Parla e ricorda tutto
Oggi il ragazzo, originario di Cuggiono, «è vigile, orientato nel tempo e nello spazio, dialoga con i genitori e ricorda il vissuto precedente all’incidente», come dicono i medici. Lela, la mamma di Michi, alla conferenza stampa era seduta alla sinistra del professore. Quel maledetto 24 aprile non capiva nemmeno le parole del dottore. «Le ho detto: Michi ha una possibilità su un milione di farcela ma senza sapere quale sarà l’esito. Ci lasci provare», racconta il professor Zangrillo. Ora ringrazia i medici e chi ha pregato Dio per suo figlio. Alla destra del professore il papà Stefano: anche lui ringrazia i medici.
L’incidente
I fotogrammi di quell’incidente avvenuto pochi minuti prima delle 17 del 24 aprile scorso li ricordano tutti: la bella giornata di sole, il caldo afoso e i cinque amici che si tuffano tutti insieme, da un ponticello, nell’acqua torbida e fredda (15 gradi). Riemergono tutti tranne uno, Michi, che rimane incastrato con un piede all’attaccatura di uno dei lunghi pali sistemati da tempo immemorabile lungo il canale per fare da sponda ai barconi. È il panico. Per 43 interminabili minuti tutti cercano di tirare fuori il ragazzo dall’acqua.

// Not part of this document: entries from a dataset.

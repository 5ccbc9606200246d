// Copyright 2026 BadCompany
//
// Licensed under the Apache License, Version 2.0 (the "License");
// you may not use this file except in compliance with the License.
// You may obtain a copy of the License at
//
//     http://www.apache.org/licenses/LICENSE-2.0
//
// Unless required by applicable law or agreed to in writing, software
// distributed under the License is distributed on an "AS IS" BASIS,
// WITHOUT WARRANTIES OR CONDITIONS OF ANY KIND, either express or implied.
// See the License for the specific language governing permissions and
// limitations under the License.

//! mcp-guard Constants - Single source of truth for all configuration values.
//!
//! This module centralizes error codes, protocol method names, log labels
//! and configuration keys so every component agrees on them.

/// JSON-RPC 2.0 Error Codes
pub mod jsonrpc {
    /// Protocol version stamped on locally synthesized responses
    pub const VERSION: &str = "2.0";
    /// Generic server error, used for entities hidden by policy
    pub const ERROR_SERVER: i32 = -32000;
    /// Internal error (standard JSON-RPC)
    pub const ERROR_INTERNAL: i32 = -32603;
}

/// MCP Protocol Methods
pub mod methods {
    pub const TOOLS_LIST: &str = "tools/list";
    pub const TOOLS_CALL: &str = "tools/call";
    pub const PROMPTS_LIST: &str = "prompts/list";
    pub const PROMPTS_GET: &str = "prompts/get";
    pub const RESOURCES_LIST: &str = "resources/list";
    pub const RESOURCES_READ: &str = "resources/read";
    pub const RESOURCE_TEMPLATES_LIST: &str = "resources/templates/list";
    /// Prefix shared by all one-way notifications
    pub const NOTIFICATION_PREFIX: &str = "notifications/";
}

/// Labels written into the guard log
pub mod labels {
    pub const REQUEST: &str = "Request";
    pub const RESPONSE: &str = "Response";
    pub const ERROR: &str = "Error";
    pub const NOTIFICATION: &str = "Notification";
    pub const BLOCKED: &str = "Blocked";
    pub const FILTERED: &str = "Filtered";
    pub const SESSION: &str = "Session";
}

/// Configuration Environment Variables
pub mod config {
    pub const ENV_LOG_LEVEL: &str = "MCP_GUARD_LOG_LEVEL";
    pub const ENV_LOG_FORMAT: &str = "MCP_GUARD_LOG_FORMAT";
    pub const ENV_LOG_FILE: &str = "MCP_GUARD_LOG_FILE";
    pub const ENV_POLICY: &str = "MCP_GUARD_POLICY";
    /// Directory under the user's home that holds guard state
    pub const STATE_DIR_NAME: &str = ".mcp-guard";
    pub const LOG_DIR_NAME: &str = "logs";
    pub const LOG_FILE_NAME: &str = "guard.log";
}

/// Transport Limits (DoS Protection)
pub mod limits {
    /// Maximum allowed JSON-RPC message size (10 MB)
    pub const MAX_MESSAGE_SIZE_BYTES: u64 = 10 * 1024 * 1024;
}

Alla fine il nucleo sommozzatori dei vigili del fuoco di Milano riesce, attraverso una catena umana, a portare il ragazzo sulla sponda. La sua temperatura è 29 gradi, il cuore è fermo, ma le manovre di rianimazione hanno successo, perché dopo qualche minuto si sente un flebile battito. Arriva l’elisoccorso e Michi, in condizioni disperate e a tratti «refrattario alle terapie di rianimazione» viene trasportato al San Raffaele.
Il salvataggio
I medici rianimatori hanno tentato il tutto per tutto, prima con una procedura estrema di assistenza meccanica della circolazione e poi instaurando la circolazione extracorporea (con la macchina Ecmo), in un organismo in condizioni di ipotermia. Ma proprio la temperatura bassa dovuta alle acque gelide del Naviglio può aver protetto i centri vitali. È stato necessario amputare la gamba destra, al di sotto del ginocchio, per un problema di perfusione sanguigna. Poi sono stati attuati altri trattamenti intensivi molto avanzati, di sostegno alle attività di cuore, reni, fegato, che già non funzionavano più. Michi nel corso dei giorni ha cominciato a rispondere alle terapie che lo hanno portato lentamente a riprendere la funzionalità renale ed epatica. Ora il ragazzo è sveglio e sta bene. Tra qualche giorno comincerà la riabilitazione: parla e scherza, con i medici e con i genitori, e pensa alla sua Juve che la settimana prossima si giocherà la finale della Champions League. «L’altro giorno – racconta Alberto Zangrillo – ci ha chiesto un mojto. Ha recuperato lo spirito di quel ragazzino che conoscono genitori e amici. Un ragazzo eccezionale, dotato di intelligenza non comune. Tutti i giorni parlo con lui e scherzo».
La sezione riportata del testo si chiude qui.